Avoid equally a total indifference to the good opinion of others, and a craving after admiration and applause. Seek to be approved rather than to be admired. Covet the esteem of the wise and the good; but do not hunger after the indiscriminate praise of any and every body. Rather seek to be excellent, than desire to be thought so. To wish to stand well with those whose praise is virtuous is lawful; but to be always anxious for the admiration of others is contemptible. The former is itself an exercise of virtue, the other is mere vanity. Guard against this vanity; it will make you far more solicitous about praise than principle, and willing to sacrifice the one for the other.

Avoid the extremes of credulity and suspicion in reference to mankind; of trusting everybody, as if all were worthy of your confidence; and of trusting nobody, as if all were knaves. Be cautious whom you trust, but do not suppose that every one will betray you. It is well to be reserved, but not to be suspicious; to be prudent, but not misanthropic. On the other hand, as the danger of the young lies rather in being too frank, open, and ingenuous, than too retiring and exclusive, study well the character of every one before you give him your confidence.

V. Perhaps I cannot do better than add to all I have said a few maxims, which may be considered as condensing some parts of the substance of this chapter, and which, as most easily remembered, may be of some service to you in your progress through life.

Your future history and character will be in a great measure of your own making, therefore pause and consider what you will make yourself.

What you would be in future, that begin to be at once; for the future is not at a great distance, but close at hand: the moment next to the present is the future, and the next action helps to make the future character.

While you consult your friends on every important step, (and this is at once your duty and your privilege,) rely less upon them than upon yourself; and ever combine self-reliance with dependence upon God, whose assistance and blessing come to the help of a man's own industry.

If setting out in life in the possession of property, let your dependence for success, after all, be less upon it, than upon industry. Industry creates capital, but beginginning with capital has in many cases made a man careless and improvident, and destroyed his industry.

Consider the importance of the first wrong step. That first one leads to many others, and may be more easily avoided than any that follows it.

True religion (which means the habitual fear of God and sin), is your best friend for both worlds; multitudes owe their all to it; and multitudes more who have been ruined by vice, folly, and extravagance, would have been saved from them all had they lived in the fear of God.
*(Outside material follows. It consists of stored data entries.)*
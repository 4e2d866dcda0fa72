//! Geometric primitives for pattern drafting.
//!
//! Coordinates are millimeters in a Y-down drafting space: the origin of
//! each block sits near the piece's functional center (center front, cap
//! center) and Y grows toward the hem.

use serde::{Deserialize, Serialize};

/// Anatomical role of a control point.
///
/// Tags drive which deformation rules apply to a point. The set is
/// closed: blocks only ever use these roles, and the deformation engine
/// matches on the predicate methods rather than on individual variants.
#[derive(Debug, Clone, Copy, PartialEq, Eq, Hash, Serialize, Deserialize)]
pub enum SemanticTag {
    /// Center-front line; never displaced horizontally.
    CenterFront,
    /// Neckline curve point.
    Neckline,
    /// Shoulder seam point.
    Shoulder,
    /// Outer shoulder tip at the armhole.
    ShoulderTip,
    /// Armhole curve point.
    Armhole,
    /// Side seam point.
    Side,
    /// Upper-arm circumference point on a sleeve.
    Bicep,
    /// Hip line point.
    Hip,
    /// Waistline point.
    Waist,
    /// Sleeve wrist point.
    Wrist,
    /// Outer hemline point.
    Hem,
    /// Hemline point on the inseam side of a pant leg.
    HemInseam,
    /// Crotch curve point on a pant block.
    Crotch,
    /// Knee line point on a pant block.
    Knee,
}

impl SemanticTag {
    /// Whether fit tension scales this point's X about the local origin.
    pub fn scales_with_fit(&self) -> bool {
        matches!(
            self,
            SemanticTag::Side
                | SemanticTag::ShoulderTip
                | SemanticTag::Armhole
                | SemanticTag::Bicep
                | SemanticTag::Hip
        )
    }

    /// Whether gravity drops this point's Y.
    pub fn drops_with_gravity(&self) -> bool {
        matches!(
            self,
            SemanticTag::Hem | SemanticTag::HemInseam | SemanticTag::Waist | SemanticTag::Wrist
        )
    }

    /// Whether the architectural (rigid) distortion displaces this point.
    pub fn shifts_with_distortion(&self) -> bool {
        matches!(
            self,
            SemanticTag::Shoulder | SemanticTag::Hem | SemanticTag::HemInseam
        )
    }

    /// Tag as a lowercase string, for annotations and logs.
    pub fn as_str(&self) -> &'static str {
        match self {
            SemanticTag::CenterFront => "center-front",
            SemanticTag::Neckline => "neckline",
            SemanticTag::Shoulder => "shoulder",
            SemanticTag::ShoulderTip => "shoulder-tip",
            SemanticTag::Armhole => "armhole",
            SemanticTag::Side => "side",
            SemanticTag::Bicep => "bicep",
            SemanticTag::Hip => "hip",
            SemanticTag::Waist => "waist",
            SemanticTag::Wrist => "wrist",
            SemanticTag::Hem => "hem",
            SemanticTag::HemInseam => "hem-inseam",
            SemanticTag::Crotch => "crotch",
            SemanticTag::Knee => "knee",
        }
    }
}

/// A single drafted control point.
///
/// Control points are immutable once produced: every transform stage
/// yields a new point set, so ghost/historical states can coexist.
/// Block ordering is significant and append-only: the index of a point
/// within its block is what downstream annotations key on.
#[derive(Debug, Clone, Copy, PartialEq, Serialize, Deserialize)]
pub struct ControlPoint {
    pub x: f64,
    pub y: f64,
    /// Anatomical role; untagged points pass through all deformations.
    pub tag: Option<SemanticTag>,
}

impl ControlPoint {
    /// Creates an untagged control point.
    pub fn new(x: f64, y: f64) -> Self {
        Self { x, y, tag: None }
    }

    /// Creates a tagged control point.
    pub fn tagged(x: f64, y: f64, tag: SemanticTag) -> Self {
        Self { x, y, tag: Some(tag) }
    }

    /// Returns a copy displaced by the given deltas, tag preserved.
    pub fn offset(&self, dx: f64, dy: f64) -> Self {
        Self {
            x: self.x + dx,
            y: self.y + dy,
            tag: self.tag,
        }
    }

    /// Calculates the distance to another point.
    pub fn distance_to(&self, other: &ControlPoint) -> f64 {
        ((self.x - other.x).powi(2) + (self.y - other.y).powi(2)).sqrt()
    }
}

/// One command in a vector path.
#[derive(Debug, Clone, Copy, PartialEq, Serialize, Deserialize)]
pub enum PathCommand {
    /// Move the pen without drawing.
    MoveTo { x: f64, y: f64 },
    /// Straight segment to the given point.
    LineTo { x: f64, y: f64 },
    /// Quadratic Bezier to `(x, y)` with control point `(cx, cy)`.
    QuadTo { cx: f64, cy: f64, x: f64, y: f64 },
    /// Close the current subpath.
    Close,
}

/// A drawable vector path: an ordered command sequence.
///
/// This is the derived, render-ready form of a piece's geometry; the
/// authoritative geometry stays in the piece's `raw_points`. Live
/// preview consumes the SVG rendering; exporters go back to the raw
/// points.
#[derive(Debug, Clone, Default, PartialEq, Serialize, Deserialize)]
pub struct VectorPath {
    pub commands: Vec<PathCommand>,
}

impl VectorPath {
    /// Creates an empty path.
    pub fn new() -> Self {
        Self::default()
    }

    /// Appends a command.
    pub fn push(&mut self, cmd: PathCommand) {
        self.commands.push(cmd);
    }

    /// Whether the path ends with a close command.
    pub fn is_closed(&self) -> bool {
        matches!(self.commands.last(), Some(PathCommand::Close))
    }

    /// Number of quadratic segments in the path.
    pub fn quad_count(&self) -> usize {
        self.commands
            .iter()
            .filter(|c| matches!(c, PathCommand::QuadTo { .. }))
            .count()
    }

    /// Renders the path as an SVG path-data string.
    pub fn to_svg(&self) -> String {
        let mut out = String::new();
        for cmd in &self.commands {
            match cmd {
                PathCommand::MoveTo { x, y } => {
                    out.push_str(&format!("M {:.2} {:.2} ", x, y));
                }
                PathCommand::LineTo { x, y } => {
                    out.push_str(&format!("L {:.2} {:.2} ", x, y));
                }
                PathCommand::QuadTo { cx, cy, x, y } => {
                    out.push_str(&format!("Q {:.2} {:.2} {:.2} {:.2} ", cx, cy, x, y));
                }
                PathCommand::Close => out.push_str("Z "),
            }
        }
        out.trim_end().to_string()
    }
}

/// Grainline reference for a piece: a vertical line from `(x, y)` of the
/// given length, indicating fabric thread direction for cutting.
#[derive(Debug, Clone, Copy, PartialEq, Serialize, Deserialize)]
pub struct Grainline {
    pub x: f64,
    pub y: f64,
    pub length: f64,
}

impl Grainline {
    /// Creates a grainline anchored at `(x, y)`.
    pub fn new(x: f64, y: f64, length: f64) -> Self {
        Self { x, y, length }
    }

    /// End point of the grainline segment.
    pub fn end(&self) -> (f64, f64) {
        (self.x, self.y + self.length)
    }
}

/// Axis-aligned bounding box over a point set.
///
/// Returns `None` for an empty set; exporters use this to skip
/// zero-geometry pieces instead of erroring.
pub fn bounding_box(points: &[ControlPoint]) -> Option<(f64, f64, f64, f64)> {
    let first = points.first()?;
    let (mut min_x, mut min_y, mut max_x, mut max_y) = (first.x, first.y, first.x, first.y);
    for p in &points[1..] {
        min_x = min_x.min(p.x);
        min_y = min_y.min(p.y);
        max_x = max_x.max(p.x);
        max_y = max_y.max(p.y);
    }
    Some((min_x, min_y, max_x, max_y))
}

#[cfg(test)]
mod tests {
    use super::*;

    #[test]
    fn tag_predicates_partition_roles() {
        assert!(SemanticTag::Side.scales_with_fit());
        assert!(SemanticTag::Bicep.scales_with_fit());
        assert!(!SemanticTag::CenterFront.scales_with_fit());

        assert!(SemanticTag::Hem.drops_with_gravity());
        assert!(SemanticTag::Wrist.drops_with_gravity());
        assert!(!SemanticTag::Shoulder.drops_with_gravity());

        assert!(SemanticTag::Shoulder.shifts_with_distortion());
        assert!(SemanticTag::HemInseam.shifts_with_distortion());
        assert!(!SemanticTag::Armhole.shifts_with_distortion());
    }

    #[test]
    fn offset_preserves_tag() {
        let p = ControlPoint::tagged(10.0, 20.0, SemanticTag::Hem);
        let q = p.offset(5.0, -3.0);
        assert_eq!(q.x, 15.0);
        assert_eq!(q.y, 17.0);
        assert_eq!(q.tag, Some(SemanticTag::Hem));
    }

    #[test]
    fn svg_rendering() {
        let mut path = VectorPath::new();
        path.push(PathCommand::MoveTo { x: 0.0, y: 0.0 });
        path.push(PathCommand::LineTo { x: 10.0, y: 0.0 });
        path.push(PathCommand::QuadTo {
            cx: 15.0,
            cy: 5.0,
            x: 10.0,
            y: 10.0,
        });
        path.push(PathCommand::Close);
        assert_eq!(path.to_svg(), "M 0.00 0.00 L 10.00 0.00 Q 15.00 5.00 10.00 10.00 Z");
        assert!(path.is_closed());
        assert_eq!(path.quad_count(), 1);
    }

    #[test]
    fn bounding_box_of_points() {
        let pts = vec![
            ControlPoint::new(0.0, 0.0),
            ControlPoint::new(30.0, -5.0),
            ControlPoint::new(12.0, 40.0),
        ];
        assert_eq!(bounding_box(&pts), Some((0.0, -5.0, 30.0, 40.0)));
        assert_eq!(bounding_box(&[]), None);
    }
}
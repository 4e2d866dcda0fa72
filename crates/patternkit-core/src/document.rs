//! Pattern pieces and the assembled output document.

use chrono::{DateTime, Utc};
use serde::{Deserialize, Serialize};
use uuid::Uuid;

use crate::geometry::{bounding_box, ControlPoint, Grainline, VectorPath};
use crate::params::{BrandStyle, DesignParameters, SynthesisMethod};

/// Engine-authored advisory note tied to a piece.
///
/// `anchor` is an index into the owning piece's `raw_points`. Blocks are
/// append-only ordered sets, so indices stay valid across versions;
/// operator-authored annotations (a UI concern, not modeled here) key on
/// the same indices.
#[derive(Debug, Clone, PartialEq, Serialize, Deserialize)]
pub struct Annotation {
    /// The advisory text, e.g. "ease +24% at side seams".
    pub text: String,
    /// Optional raw-point index the note is pinned to.
    pub anchor: Option<usize>,
}

impl Annotation {
    /// Creates a free-floating annotation.
    pub fn new(text: impl Into<String>) -> Self {
        Self {
            text: text.into(),
            anchor: None,
        }
    }

    /// Creates an annotation pinned to a raw-point index.
    pub fn anchored(text: impl Into<String>, anchor: usize) -> Self {
        Self {
            text: text.into(),
            anchor: Some(anchor),
        }
    }
}

/// One drafted pattern piece.
///
/// `raw_points` is the authoritative geometry; `path` is the derived
/// render cache produced by the synthesizer. Exporters work from
/// `raw_points`, live preview from `path`.
#[derive(Debug, Clone, PartialEq, Serialize, Deserialize)]
pub struct PatternPiece {
    /// Piece name, e.g. "Bodice Front".
    pub name: String,
    /// Cutting instruction printed on the piece, e.g. "CUT 1 ON FOLD".
    pub cut_instruction: String,
    /// Derived vector path for rendering.
    pub path: VectorPath,
    /// Authoritative deformed geometry in sheet coordinates (mm, Y down).
    pub raw_points: Vec<ControlPoint>,
    /// Fabric grain reference line.
    pub grainline: Grainline,
    /// Engine-authored advisory notes.
    pub annotations: Vec<Annotation>,
}

impl PatternPiece {
    /// Axis-aligned bounding box of the authoritative geometry, or
    /// `None` when the piece has no points.
    pub fn bounding_box(&self) -> Option<(f64, f64, f64, f64)> {
        bounding_box(&self.raw_points)
    }

    /// Whether the piece carries any geometry.
    pub fn has_geometry(&self) -> bool {
        !self.raw_points.is_empty()
    }
}

/// The assembled output of one recompute.
///
/// A document is created fresh on every successful recompute and never
/// mutated afterwards; the recompute pipeline owns the current document
/// and exporters borrow it read-only for the duration of one export.
#[derive(Debug, Clone, PartialEq, Serialize, Deserialize)]
pub struct PatternDocument {
    /// Unique id for this draft.
    pub id: Uuid,
    /// Human-readable style name, derived from the garment description.
    pub style_name: String,
    /// Brand aesthetic the draft was made for.
    pub brand: BrandStyle,
    /// Path-synthesis strategy used for all pieces.
    pub synthesis_method: SynthesisMethod,
    /// The drafted pieces, already offset onto one virtual sheet.
    pub pieces: Vec<PatternPiece>,
    /// Estimated fabric requirement, e.g. "1.4 m of 150 cm fabric".
    pub fabric_yield: String,
    /// The committed parameter set this draft reflects.
    pub params: DesignParameters,
    /// When the draft was assembled.
    pub generated_at: DateTime<Utc>,
}

impl PatternDocument {
    /// Derives a filesystem-safe file stem from the style name.
    ///
    /// Non-alphanumeric runs collapse to single underscores; an empty
    /// style name yields "pattern".
    pub fn file_stem(&self) -> String {
        let mut stem = String::new();
        let mut last_was_sep = true;
        for c in self.style_name.chars() {
            if c.is_ascii_alphanumeric() {
                stem.push(c.to_ascii_lowercase());
                last_was_sep = false;
            } else if !last_was_sep {
                stem.push('_');
                last_was_sep = true;
            }
        }
        let stem = stem.trim_end_matches('_').to_string();
        if stem.is_empty() {
            "pattern".to_string()
        } else {
            stem
        }
    }

    /// Total point count across all pieces.
    pub fn point_count(&self) -> usize {
        self.pieces.iter().map(|p| p.raw_points.len()).sum()
    }
}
Those who would live without religion would not die without it but to enjoy its comforts in death you must submit to its influence in life; and those who would have it in life should seek it in youth.

The perfection of human character consists of piety, prudence, and knowledge. Make that noble trio your own.

Whatever specious arguments infidelity may put forth in defence of itself, and whatever objections it may bring against Christianity, hold fast the Bible till the infidel can furnish you a more abundant evidence of truth, a better rule of life, a more copious source of consolation, a surer ground of hope, and a more certain and glorious prospect of immortality. And remember that spiritual

religion is a better defence against the seductions of infidelity and false philosophy than the most powerful or subtle logic.

Enter upon life as you would wish to retire from it, and spend time on earth as you would wish to spend eternity in heaven.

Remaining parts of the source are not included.